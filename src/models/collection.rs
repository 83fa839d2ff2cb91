//! Drill-down "collection" view over one directory.
//!
//! Both fields are plain paths resolved against the live tree on read. A
//! stale path just resolves to nothing.

use super::entry::{Entry, EntryIndex};
use super::path::{is_equal_or_descendant, replace_prefix};
use serde::Serialize;
use std::sync::Arc;

#[derive(Debug, Clone, Default, PartialEq, Eq, Serialize)]
#[serde(rename_all = "camelCase")]
pub struct CollectionViewState {
    current_collection_path: Option<String>,
    /// Most recent non-null `current_collection_path`, restored by `toggle`.
    last_collection_path: Option<String>,
}

impl CollectionViewState {
    pub fn new() -> Self {
        Self::default()
    }

    pub fn current_path(&self) -> Option<&str> {
        self.current_collection_path.as_deref()
    }

    pub fn last_path(&self) -> Option<&str> {
        self.last_collection_path.as_deref()
    }

    pub fn open(&self, path: &str) -> Self {
        Self {
            current_collection_path: Some(path.to_string()),
            last_collection_path: Some(path.to_string()),
        }
    }

    pub fn close(&self) -> Self {
        Self {
            current_collection_path: None,
            last_collection_path: self.last_collection_path.clone(),
        }
    }

    pub fn toggle(&self) -> Self {
        match (&self.current_collection_path, &self.last_collection_path) {
            (Some(_), _) => self.close(),
            (None, Some(last)) => self.open(last),
            (None, None) => self.clone(),
        }
    }

    /// Creating a directory makes it the active collection. Files never
    /// change the collection.
    pub fn on_created(&self, entry: &Entry) -> Self {
        if entry.is_directory {
            self.open(&entry.path)
        } else {
            self.clone()
        }
    }

    /// Each field is cleared independently when it lies under a deleted path.
    pub fn on_deleted<S: AsRef<str>>(&self, paths: &[S]) -> Self {
        let survives = |field: &Option<String>| match field {
            Some(path)
                if paths
                    .iter()
                    .any(|deleted| is_equal_or_descendant(path, deleted.as_ref())) =>
            {
                None
            }
            other => other.clone(),
        };
        Self {
            current_collection_path: survives(&self.current_collection_path),
            last_collection_path: survives(&self.last_collection_path),
        }
    }

    pub fn on_renamed(&self, old_path: &str, new_path: &str) -> Self {
        let rewrite = |field: &Option<String>| {
            field
                .as_deref()
                .map(|path| replace_prefix(path, old_path, new_path).into_owned())
        };
        Self {
            current_collection_path: rewrite(&self.current_collection_path),
            last_collection_path: rewrite(&self.last_collection_path),
        }
    }

    /// A move rewrites prefixes exactly like a rename to `new_path`.
    pub fn on_moved(&self, source_path: &str, new_path: &str) -> Self {
        self.on_renamed(source_path, new_path)
    }

    /// Direct, non-directory children of the active collection.
    pub fn collection_entries(&self, index: &EntryIndex) -> Vec<Arc<Entry>> {
        let Some(current) = self.current_path() else {
            return Vec::new();
        };
        index
            .children_of(current)
            .iter()
            .filter(|entry| !entry.is_directory)
            .cloned()
            .collect()
    }
}

#[cfg(test)]
#[path = "../../tests/unit/models/collection.rs"]
mod tests;
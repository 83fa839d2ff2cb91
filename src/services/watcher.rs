//! Bridge from raw `notify` events to [`MutationEvent`]s.
//!
//! Nothing here touches the disk. Whether a removed or renamed path was a
//! directory is answered by the current tree snapshot.

use crate::kernel::MutationEvent;
use crate::models::path::{file_name, is_same, parent};
use crate::models::{Entry, EntryIndex};
use notify::event::{CreateKind, ModifyKind, RenameMode};
use notify::EventKind;
use rustc_hash::FxHashSet;
use std::path::PathBuf;

pub fn should_ignore(name: &str) -> bool {
    matches!(
        name,
        ".DS_Store"
            | ".Spotlight-V100"
            | ".Trashes"
            | ".fseventsd"
            | ".TemporaryItems"
            | "Thumbs.db"
            | "desktop.ini"
            | ".git"
            | "node_modules"
    )
}

/// Converts one drained batch of raw events into mutation events.
///
/// Split rename halves (`From`, `To`) are paired by their tracker cookie and
/// emitted as a single rename. The `Both` event that follows a paired rename
/// is dropped. A `From` with no partner in the batch degrades to `Deleted`
/// after every other event, and an unpaired `To` to `Created`.
pub fn mutation_events<I>(events: I, index: &EntryIndex) -> Vec<MutationEvent>
where
    I: IntoIterator<Item = notify::Event>,
{
    let mut batch = RenameBatch::default();
    let mut out = Vec::new();

    for event in events {
        let tracker = event.attrs.tracker();
        let paths: Vec<String> = event.paths.into_iter().map(path_string).collect();

        match event.kind {
            EventKind::Create(kind) => out.extend(
                paths
                    .into_iter()
                    .filter(|path| !is_ignored(path))
                    .filter_map(|path| {
                        let is_dir = match kind {
                            CreateKind::Folder => true,
                            CreateKind::File => false,
                            _ => index.is_directory(&path).unwrap_or(false),
                        };
                        created(path, is_dir)
                    }),
            ),
            EventKind::Remove(_) => out.extend(deleted(paths)),
            EventKind::Modify(ModifyKind::Name(mode)) => {
                batch.push(mode, tracker, paths, index, &mut out)
            }
            _ => {}
        }
    }

    out.extend(deleted(batch.unpaired_sources()));
    out
}

#[derive(Debug, Default)]
struct RenameBatch {
    pending: Vec<(Option<usize>, String)>,
    paired: FxHashSet<(String, String)>,
}

impl RenameBatch {
    fn push(
        &mut self,
        mode: RenameMode,
        tracker: Option<usize>,
        paths: Vec<String>,
        index: &EntryIndex,
        out: &mut Vec<MutationEvent>,
    ) {
        match mode {
            RenameMode::From => self
                .pending
                .extend(paths.into_iter().map(|path| (tracker, path))),
            RenameMode::To => {
                for to in paths {
                    match self.take_source(tracker) {
                        Some(from) => self.pair(from, to, index, out),
                        None if !is_ignored(&to) => {
                            let is_dir = index.is_directory(&to).unwrap_or(false);
                            out.extend(created(to, is_dir));
                        }
                        None => {}
                    }
                }
            }
            RenameMode::Both if paths.len() >= 2 => {
                let mut paths = paths.into_iter();
                let (Some(from), Some(to)) = (paths.next(), paths.next()) else {
                    return;
                };
                if self.paired.contains(&(from.clone(), to.clone())) {
                    return;
                }
                self.pending.retain(|(_, pending)| !is_same(pending, &from));
                self.pair(from, to, index, out);
            }
            _ => {}
        }
    }

    fn take_source(&mut self, tracker: Option<usize>) -> Option<String> {
        let tracker = tracker?;
        let position = self
            .pending
            .iter()
            .position(|(pending, _)| *pending == Some(tracker))?;
        Some(self.pending.remove(position).1)
    }

    fn pair(&mut self, from: String, to: String, index: &EntryIndex, out: &mut Vec<MutationEvent>) {
        self.paired.insert((from.clone(), to.clone()));
        let is_dir = index.is_directory(&from).unwrap_or(false);
        match (is_ignored(&from), is_ignored(&to)) {
            (false, false) => out.extend(rename_or_move(from, to, is_dir)),
            (false, true) => out.extend(deleted(vec![from])),
            (true, false) => out.extend(created(to, is_dir)),
            (true, true) => {}
        }
    }

    fn unpaired_sources(self) -> Vec<String> {
        self.pending.into_iter().map(|(_, path)| path).collect()
    }
}

fn rename_or_move(from: String, to: String, is_directory: bool) -> Option<MutationEvent> {
    if is_same(&from, &to) {
        return None;
    }
    let from_parent = parent(&from)?;
    let to_parent = parent(&to)?;

    if is_same(from_parent, to_parent) {
        let new_name = file_name(&to).to_string();
        return Some(MutationEvent::Renamed {
            old_path: from,
            new_path: to,
            is_directory,
            new_name,
        });
    }

    let destination_dir_path = to_parent.to_string();
    Some(MutationEvent::Moved {
        source_path: from,
        destination_dir_path,
        new_path: to,
        is_directory,
    })
}

fn created(path: String, is_dir: bool) -> Option<MutationEvent> {
    let parent_path = parent(&path)?.to_string();
    let entry = if is_dir {
        Entry::dir(path, Vec::new())
    } else {
        Entry::file(path)
    };
    Some(MutationEvent::Created { parent_path, entry })
}

fn deleted(paths: Vec<String>) -> Option<MutationEvent> {
    let paths: Vec<String> = paths.into_iter().filter(|path| !is_ignored(path)).collect();
    (!paths.is_empty()).then_some(MutationEvent::Deleted { paths })
}

fn is_ignored(path: &str) -> bool {
    path.split(['/', '\\']).any(should_ignore)
}

fn path_string(path: PathBuf) -> String {
    path.to_string_lossy().into_owned()
}

#[cfg(test)]
#[path = "../../tests/unit/services/watcher.rs"]
mod tests;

....................

• Exercise description:
The required output is the stretch of entries above from the line containing "if is_same(&from, &to)" through the line containing "fn is_ignored(path: &str)", reproduced exactly.

• The completed task:
    if is_same(&from, &to) {
        return None;
    }
    let from_parent = parent(&from)?;
    let to_parent = parent(&to)?;

    if is_same(from_parent, to_parent) {
        let new_name = file_name(&to).to_string();
        return Some(MutationEvent::Renamed {
            old_path: from,
            new_path: to,
            is_directory,
            new_name,
        });
    }

    let destination_dir_path = to_parent.to_string();
    Some(MutationEvent::Moved {
        source_path: from,
        destination_dir_path,
        new_path: to,
        is_directory,
    })
}

fn created(path: String, is_dir: bool) -> Option<MutationEvent> {
    let parent_path = parent(&path)?.to_string();
    let entry = if is_dir {
        Entry::dir(path, Vec::new())
    } else {
        Entry::file(path)
    };
    Some(MutationEvent::Created { parent_path, entry })
}

fn deleted(paths: Vec<String>) -> Option<MutationEvent> {
    let paths: Vec<String> = paths.into_iter().filter(|path| !is_ignored(path)).collect();
    (!paths.is_empty()).then_some(MutationEvent::Deleted { paths })
}

fn is_ignored(path: &str) -> bool {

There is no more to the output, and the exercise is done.